Requirement: Search the data for the word "struct" and copy every line that contains it.
[[ Records provided open ]]
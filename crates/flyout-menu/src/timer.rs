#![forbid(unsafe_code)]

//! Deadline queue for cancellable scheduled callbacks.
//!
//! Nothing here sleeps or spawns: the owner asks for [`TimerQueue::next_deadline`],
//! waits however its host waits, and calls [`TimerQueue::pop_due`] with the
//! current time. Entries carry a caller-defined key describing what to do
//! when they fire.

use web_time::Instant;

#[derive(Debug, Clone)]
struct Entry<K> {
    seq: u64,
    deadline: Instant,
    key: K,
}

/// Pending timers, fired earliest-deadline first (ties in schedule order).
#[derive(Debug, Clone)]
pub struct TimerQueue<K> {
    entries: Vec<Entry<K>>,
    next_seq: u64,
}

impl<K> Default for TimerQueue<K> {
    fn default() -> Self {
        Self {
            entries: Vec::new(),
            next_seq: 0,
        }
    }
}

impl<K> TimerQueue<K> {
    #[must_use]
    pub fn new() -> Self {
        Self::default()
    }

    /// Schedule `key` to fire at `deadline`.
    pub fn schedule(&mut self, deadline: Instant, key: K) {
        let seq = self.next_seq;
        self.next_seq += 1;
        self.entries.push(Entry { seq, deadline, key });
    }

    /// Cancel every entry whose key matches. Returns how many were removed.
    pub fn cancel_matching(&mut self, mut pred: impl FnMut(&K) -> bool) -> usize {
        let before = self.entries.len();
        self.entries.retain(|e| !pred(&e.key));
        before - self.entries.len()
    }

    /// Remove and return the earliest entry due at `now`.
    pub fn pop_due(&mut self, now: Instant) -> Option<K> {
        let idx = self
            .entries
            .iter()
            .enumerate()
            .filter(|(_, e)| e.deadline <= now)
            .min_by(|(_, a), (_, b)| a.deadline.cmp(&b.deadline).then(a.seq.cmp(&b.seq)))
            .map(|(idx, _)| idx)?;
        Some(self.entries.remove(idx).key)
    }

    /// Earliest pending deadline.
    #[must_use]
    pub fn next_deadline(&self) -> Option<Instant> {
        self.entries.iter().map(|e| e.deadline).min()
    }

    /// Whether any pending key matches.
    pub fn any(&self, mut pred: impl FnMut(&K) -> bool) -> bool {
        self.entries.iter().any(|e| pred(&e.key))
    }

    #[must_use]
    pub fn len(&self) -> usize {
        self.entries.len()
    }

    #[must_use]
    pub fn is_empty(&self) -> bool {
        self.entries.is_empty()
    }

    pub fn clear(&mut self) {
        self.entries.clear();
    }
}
[[ Records provided closed ]]
Answer for this exercise:
struct Entry<K> {
pub struct TimerQueue<K> {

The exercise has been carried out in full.